- _What to work on_:
Could you copy every line of the data that contains the word "WriteOptions"?
(Recorded information)
//! Reading and rewriting the tags of downloaded files.

use std::io::Cursor;
use std::path::Path;

use bytes::Bytes;
use lofty::config::WriteOptions;
use lofty::file::{AudioFile, TaggedFile, TaggedFileExt};
use lofty::prelude::Accessor;
use lofty::probe::Probe;
use lofty::read_from_path;
use lofty::tag::{ItemKey, ItemValue, Tag};
use log::debug;

pub mod validator;

pub use validator::{TagPolicy, TagTarget, TagVerdict, validate};

/// Keys already read into the named fields of [`TrackTags`].
const MAPPED_KEYS: [ItemKey; 6] = [
    ItemKey::TrackTitle,
    ItemKey::AlbumTitle,
    ItemKey::TrackArtist,
    ItemKey::AlbumArtist,
    ItemKey::TrackArtistSortOrder,
    ItemKey::AlbumArtistSortOrder,
];

/// The tag fields the validator looks at.
#[derive(Debug, Clone, Default, PartialEq, Eq)]
pub struct TrackTags {
    pub artist: String,
    pub album_artist: String,
    pub sort_artist: String,
    pub sort_album_artist: String,
    pub album: String,
    pub title: String,
    /// Text values of the keys not mapped to a named field.
    pub additional: Vec<String>,
}

impl TrackTags {
    /// True when none of the checked fields carries a value.
    pub fn is_blank(&self) -> bool {
        [
            &self.artist,
            &self.album_artist,
            &self.sort_artist,
            &self.sort_album_artist,
            &self.album,
            &self.title,
        ]
        .iter()
        .all(|field| field.trim().is_empty())
    }

    fn from_tagged_file(tagged_file: &TaggedFile) -> Self {
        let primary_tag = tagged_file.primary_tag();
        let tags = tagged_file.tags();

        let additional = tags
            .iter()
            .flat_map(|tag| tag.items())
            .filter(|item| !MAPPED_KEYS.contains(&item.key()))
            .filter_map(|item| match item.value() {
                ItemValue::Text(text) if !text.trim().is_empty() => Some(text.trim().to_string()),
                _ => None,
            })
            .collect();

        Self {
            artist: first_non_empty_value(primary_tag, tags, |tag| {
                tag.artist().map(|value| value.into_owned())
            }),
            album_artist: first_non_empty_value(primary_tag, tags, |tag| {
                tag.get_string(ItemKey::AlbumArtist).map(str::to_string)
            }),
            sort_artist: first_non_empty_value(primary_tag, tags, |tag| {
                tag.get_string(ItemKey::TrackArtistSortOrder).map(str::to_string)
            }),
            sort_album_artist: first_non_empty_value(primary_tag, tags, |tag| {
                tag.get_string(ItemKey::AlbumArtistSortOrder).map(str::to_string)
            }),
            album: first_non_empty_value(primary_tag, tags, |tag| {
                tag.album().map(|value| value.into_owned())
            }),
            title: first_non_empty_value(primary_tag, tags, |tag| {
                tag.title().map(|value| value.into_owned())
            }),
            additional,
        }
    }
}

fn first_non_empty_value<F>(primary_tag: Option<&Tag>, tags: &[Tag], mut extractor: F) -> String
where
    F: FnMut(&Tag) -> Option<String>,
{
    primary_tag
        .into_iter()
        .chain(tags.iter())
        .filter_map(|tag| extractor(tag))
        .map(|value| value.trim().to_string())
        .find(|value| !value.is_empty())
        .unwrap_or_default()
}

/// Reads the tags of the file at `path`. `None` when the file cannot be parsed.
pub fn read_tags_from_path(path: &Path) -> Option<TrackTags> {
    match read_from_path(path) {
        Ok(tagged_file) => Some(TrackTags::from_tagged_file(&tagged_file)),
        Err(e) => {
            debug!("Could not read tags of {}: {}", path.display(), e);
            None
        }
    }
}

/// Reads the tags of an in-memory file, guessing its format from the content.
pub fn read_tags_from_bytes(bytes: Bytes) -> Option<TrackTags> {
    let reader = match Probe::new(Cursor::new(bytes)).guess_file_type() {
        Ok(reader) => reader,
        Err(e) => {
            debug!("Could not guess format of buffered file: {}", e);
            return None;
        }
    };
    match reader.read() {
        Ok(tagged_file) => Some(TrackTags::from_tagged_file(&tagged_file)),
        Err(e) => {
            debug!("Could not read tags of buffered file: {}", e);
            None
        }
    }
}

/// Replaces the album tag of the file at `path` with `album`.
///
/// A non-empty previous album is kept under the original-album field.
pub fn rewrite_album(path: &Path, album: &str) -> Result<(), String> {
    let mut tagged_file =
        read_from_path(path).map_err(|error| format!("Failed to read tags: {error}"))?;
    let tag_type = tagged_file.primary_tag_type();
    if tagged_file.tag(tag_type).is_none() {
        tagged_file.insert_tag(Tag::new(tag_type));
    }

    let tag = tagged_file
        .tag_mut(tag_type)
        .ok_or_else(|| format!("No writable tag available for {:?}", tag_type))?;

    let previous = tag
        .album()
        .map(|value| value.trim().to_string())
        .unwrap_or_default();
    if !previous.is_empty() {
        tag.insert_text(ItemKey::OriginalAlbumTitle, previous);
    }
    tag.set_album(album.to_string());

    tagged_file
        .save_to_path(path, WriteOptions::default())
        .map_err(|error| format!("Failed to write tags: {error}"))
}

#[cfg(test)]
pub(crate) mod test_support {
    use std::path::Path;

    use lofty::config::WriteOptions;
    use lofty::file::{AudioFile, TaggedFileExt};
    use lofty::prelude::Accessor;
    use lofty::tag::Tag;

    /// A short, silent 8 kHz mono PCM WAV file.
    pub fn silent_wav() -> Vec<u8> {
        let data = vec![0u8; 800];
        let mut wav = Vec::new();
        wav.extend_from_slice(b"RIFF");
        wav.extend_from_slice(&(36 + data.len() as u32).to_le_bytes());
        wav.extend_from_slice(b"WAVE");
        wav.extend_from_slice(b"fmt ");
        wav.extend_from_slice(&16u32.to_le_bytes());
        wav.extend_from_slice(&1u16.to_le_bytes());
        wav.extend_from_slice(&1u16.to_le_bytes());
        wav.extend_from_slice(&8000u32.to_le_bytes());
        wav.extend_from_slice(&16000u32.to_le_bytes());
        wav.extend_from_slice(&2u16.to_le_bytes());
        wav.extend_from_slice(&16u16.to_le_bytes());
        wav.extend_from_slice(b"data");
        wav.extend_from_slice(&(data.len() as u32).to_le_bytes());
        wav.extend_from_slice(&data);
        wav
    }

    /// Writes a WAV file at `path` tagged with the given artist, album and title.
    pub fn write_tagged_wav(path: &Path, artist: &str, album: &str, title: &str) {
        std::fs::write(path, silent_wav()).unwrap();
        let mut tagged_file = lofty::read_from_path(path).unwrap();
        let tag_type = tagged_file.primary_tag_type();
        tagged_file.insert_tag(Tag::new(tag_type));
        let tag = tagged_file.tag_mut(tag_type).unwrap();
        tag.set_artist(artist.to_string());
        tag.set_album(album.to_string());
        tag.set_title(title.to_string());
        tagged_file
            .save_to_path(path, WriteOptions::default())
            .unwrap();
    }

    /// The bytes of a tagged WAV file.
    pub fn tagged_wav(artist: &str, album: &str, title: &str) -> Vec<u8> {
        let dir = tempfile::tempdir().unwrap();
        let path = dir.path().join("fixture.wav");
        write_tagged_wav(&path, artist, album, title);
        std::fs::read(path).unwrap()
    }
}

#[cfg(test)]
mod tests {
    use super::test_support::*;
    use super::*;
    use tempfile::tempdir;

    #[test]
    fn test_read_tags_from_path_and_bytes() {
        let dir = tempdir().unwrap();
        let path = dir.path().join("song.wav");
        write_tagged_wav(&path, "Artist X", "Album Y", "Track 1");

        let from_path = read_tags_from_path(&path).unwrap();
        assert_eq!(from_path.artist, "Artist X");
        assert_eq!(from_path.album, "Album Y");
        assert_eq!(from_path.title, "Track 1");
        assert!(!from_path.is_blank());

        let from_bytes = read_tags_from_bytes(Bytes::from(std::fs::read(&path).unwrap())).unwrap();
        assert_eq!(from_bytes, from_path);
    }

    #[test]
    fn test_unparseable_file() {
        let dir = tempdir().unwrap();
        let path = dir.path().join("noise.wav");
        std::fs::write(&path, b"definitely not audio").unwrap();
        assert!(read_tags_from_path(&path).is_none());
        assert!(read_tags_from_bytes(Bytes::from_static(b"definitely not audio")).is_none());
    }

    #[test]
    fn test_untagged_file_is_blank() {
        let tags = read_tags_from_bytes(Bytes::from(silent_wav())).unwrap();
        assert!(tags.is_blank());
    }

    #[test]
    fn test_rewrite_album_keeps_original() {
        let dir = tempdir().unwrap();
        let path = dir.path().join("song.wav");
        write_tagged_wav(&path, "Artist X", "Greatest Hits", "Track 1");

        rewrite_album(&path, "Album Y").unwrap();

        let tags = read_tags_from_path(&path).unwrap();
        assert_eq!(tags.album, "Album Y");
        assert!(tags.additional.iter().any(|v| v == "Greatest Hits"));
    }

    #[test]
    fn test_named_fields_are_not_repeated_in_additional() {
        let dir = tempdir().unwrap();
        let path = dir.path().join("cover.wav");
        write_tagged_wav(&path, "Apocalyptica", "Plays", "Metallica Cover");

        let tags = read_tags_from_path(&path).unwrap();
        assert_eq!(tags.title, "Metallica Cover");
        assert!(!tags.additional.iter().any(|v| v == "Metallica Cover"));
        assert!(!tags.additional.iter().any(|v| v == "Apocalyptica"));
        assert!(!tags.additional.iter().any(|v| v == "Plays"));
    }
}
//! Re-running the whole download on a cron schedule.

use std::future::Future;
use std::str::FromStr;

use chrono::{DateTime, Local, TimeZone};
use cron::Schedule;
use log::{error, info};
use tokio_util::sync::CancellationToken;

/// Parses a cron expression.
///
/// Six or seven fields starting with seconds are taken as they are, with `?` accepted
/// for an unset day field. Classic five-field expressions fire at second zero.
pub fn parse_schedule(expression: &str) -> Result<Schedule, String> {
    let fields: Vec<&str> = expression.split_whitespace().collect();
    if fields.is_empty() {
        return Err("Empty cron expression".to_string());
    }
    let normalized = fields.join(" ").replace('?', "*");
    let normalized = if fields.len() == 5 {
        format!("0 {}", normalized)
    } else {
        normalized
    };
    Schedule::from_str(&normalized)
        .map_err(|e| format!("Invalid cron expression '{}': {}", expression, e))
}

/// The first time `schedule` fires strictly after `now`.
pub fn next_run_after<Tz: TimeZone>(schedule: &Schedule, now: &DateTime<Tz>) -> Option<DateTime<Tz>> {
    schedule.after(now).next()
}

/// Runs `job` every time `schedule` fires, until `stop` is cancelled.
///
/// Runs never overlap: the next fire time is looked up once the previous run is done,
/// and fire times that passed in the meantime are skipped. A failed run is logged and
/// the schedule carries on.
///
/// # Returns
///
/// The number of runs started.
pub async fn run_scheduled<F, Fut>(schedule: &Schedule, stop: &CancellationToken, mut job: F) -> usize
where
    F: FnMut() -> Fut,
    Fut: Future<Output = Result<(), Box<dyn std::error::Error + Send + Sync>>>,
{
    let mut runs = 0;
    loop {
        let now = Local::now();
        let Some(next) = next_run_after(schedule, &now) else {
            info!("Schedule has no further runs");
            return runs;
        };
        info!("Next run at {}", next.format("%Y-%m-%d %H:%M:%S"));
        let wait = (next - now).to_std().unwrap_or_default();
        tokio::select! {
            _ = stop.cancelled() => return runs,
            _ = tokio::time::sleep(wait) => {}
        }

        runs += 1;
        if let Err(e) = job().await {
            error!("Scheduled run failed: {}", e);
        }
        if stop.is_cancelled() {
            return runs;
        }
    }
}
(End Recorded information)
- _Exercise response_:
use lofty::config::WriteOptions;
        .save_to_path(path, WriteOptions::default())
    use lofty::config::WriteOptions;
            .save_to_path(path, WriteOptions::default())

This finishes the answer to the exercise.